Endianness refers to the byte order or how multi-byte data is stored in memory. It’s important to understand endianness because games often need to work with data structures that span multiple bytes, such as integers or color values.

There are two main types of endianness:

Big-Endian - In a big-endian system, the most significant byte (the “big end”) of a data word is stored at the lowest memory address, and the least significant byte (the “little end”) is stored at the highest memory address. It’s like writing numbers from left to right, with the most significant digits on the left. This is the order you’d naturally expect when reading a number.
Little-Endian - In a little-endian system, it’s the opposite. The least significant byte is stored at the lowest memory address, and the most significant byte is stored at the highest memory address. It’s as if you were writing numbers from right to left, with the least significant digits on the right.

If you’re developing a game on a little-endian PC but targeting a big-endian games console, you’d need to swap the bytes when loading or saving data. This byte-swapping can be essential when working with things like color values, sound samples, or binary file formats that need to be read and written correctly.

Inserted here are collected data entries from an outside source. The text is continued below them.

//! Region finder
//!
//! Runs over the dilated page, where the glyphs of a word or line have
//! been glued into one blob, and reports the bounding rectangle of each
//! 8-connected blob. Long thin blobs (rules, borders, underlines) can be
//! dropped before they reach segmentation.

use glyphscan_core::{BitGrid, Rect};

use crate::conncomp::{ConnectivityType, find_connected_components};
use crate::error::{RegionError, RegionResult};

/// A blob counts as a line when it spans at least this fraction of the
/// page along its long side
pub const LONG_LINE_SPAN_RATIO: f64 = 0.5;

/// Largest stroke thickness, before dilation, still treated as a line
pub const LONG_LINE_MAX_THICKNESS: i32 = 4;

/// Options for region finding
#[derive(Debug, Clone)]
pub struct RegionOptions {
    /// Drop blobs that look like ruled lines
    pub exclude_long_lines: bool,
    /// Kernel size the grid was dilated with
    pub kernel_size: u32,
    /// Neighborhood for blob discovery
    pub connectivity: ConnectivityType,
}

impl Default for RegionOptions {
    fn default() -> Self {
        Self {
            exclude_long_lines: true,
            kernel_size: 1,
            connectivity: ConnectivityType::EightWay,
        }
    }
}

impl RegionOptions {
    /// Set whether long lines are dropped
    pub fn with_exclude_long_lines(mut self, exclude: bool) -> Self {
        self.exclude_long_lines = exclude;
        self
    }

    /// Set the dilation kernel size used to build the grid
    pub fn with_kernel_size(mut self, size: u32) -> Self {
        self.kernel_size = size;
        self
    }

    /// Set the connectivity
    pub fn with_connectivity(mut self, connectivity: ConnectivityType) -> Self {
        self.connectivity = connectivity;
        self
    }

    /// Validate the options
    pub fn validate(&self) -> RegionResult<()> {
        if self.kernel_size == 0 {
            return Err(RegionError::InvalidParameters(
                "kernel_size must be at least 1".to_string(),
            ));
        }
        Ok(())
    }
}

/// Check if a region of the dilated page is a ruled line
///
/// The region must span at least [`LONG_LINE_SPAN_RATIO`] of the page
/// along its long side, and its thickness with the dilation growth
/// removed must not exceed [`LONG_LINE_MAX_THICKNESS`].
pub fn is_long_line(region: &Rect, page_cols: u32, page_rows: u32, kernel_size: u32) -> bool {
    let growth = kernel_size.saturating_sub(1) as i32;
    let horizontal = region.w >= region.h;
    let (long, short, extent) = if horizontal {
        (region.w, region.h, page_cols)
    } else {
        (region.h, region.w, page_rows)
    };
    let spans = long as f64 >= extent as f64 * LONG_LINE_SPAN_RATIO;
    let thickness = (short - growth).max(1);
    spans && thickness <= LONG_LINE_MAX_THICKNESS
}

/// Find the text regions of a dilated page
///
/// # Arguments
///
/// * `dilated` - Binarized page after dilation
/// * `options` - Region options
///
/// # Returns
///
/// Region rectangles in row-major discovery order.
///
/// # Errors
///
/// Returns an error if the options are invalid.
pub fn find_regions(dilated: &BitGrid, options: &RegionOptions) -> RegionResult<Vec<Rect>> {
    options.validate()?;
    let components = find_connected_components(dilated, options.connectivity)?;
    let total = components.len();

    let regions: Vec<Rect> = components
        .into_iter()
        .map(|c| c.bounds)
        .filter(|r| {
            let line = options.exclude_long_lines
                && is_long_line(r, dilated.cols(), dilated.rows(), options.kernel_size);
            if line {
                log::trace!("dropping long line region {:?}", r);
            }
            !line
        })
        .collect();

    log::debug!(
        "find_regions: {} blobs, {} regions kept",
        total,
        regions.len()
    );
    Ok(regions)
}
//! Error types for the test framework

use thiserror::Error;

/// Errors that can occur while preparing regression fixtures
#[derive(Debug, Error)]
pub enum TestError {
    /// Failed to load a fixture asset
    #[error("failed to load asset '{path}': {message}")]
    AssetLoad { path: String, message: String },

    /// The fixture font has no glyph for a character
    #[error("font '{font}' has no glyph for {character:?}")]
    MissingGlyph { font: String, character: char },

    /// A glyph matrix is malformed
    #[error("malformed glyph {character:?}: {message}")]
    MalformedGlyph { character: char, message: String },

    /// IO error
    #[error("IO error: {0}")]
    Io(#[from] std::io::Error),
}

/// Result type for test operations
pub type TestResult<T> = Result<T, TestError>;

Additionally, some retro consoles, like the Sega Genesis, used a mixture of big-endian and little-endian data formats, adding another layer of complexity. Understanding the specific endianness of the target console and adapting your code accordingly is crucial for retro game development to ensure that data is interpreted correctly, graphics are displayed accurately, and sound is played as intended.

Memory Pointers

➡️

When inspecting a game’s memory it is important to know that the address where the data is stored will change from run to run. So for example if you know the lives is stored at a particular address in memory, if you restart the game you may find that it is stored in a completely different location. So how does the computer know where to look for the lives memory? The answer is simply using pointers.

Pointers are simply variables that point to a specific memory address asnd they can be modified at runtime.

Lesson 3 - Executables & Libraries

This section will start to look into reverse engineering the actual code that makes the games run on the CPU.

What is an executable and how does it work?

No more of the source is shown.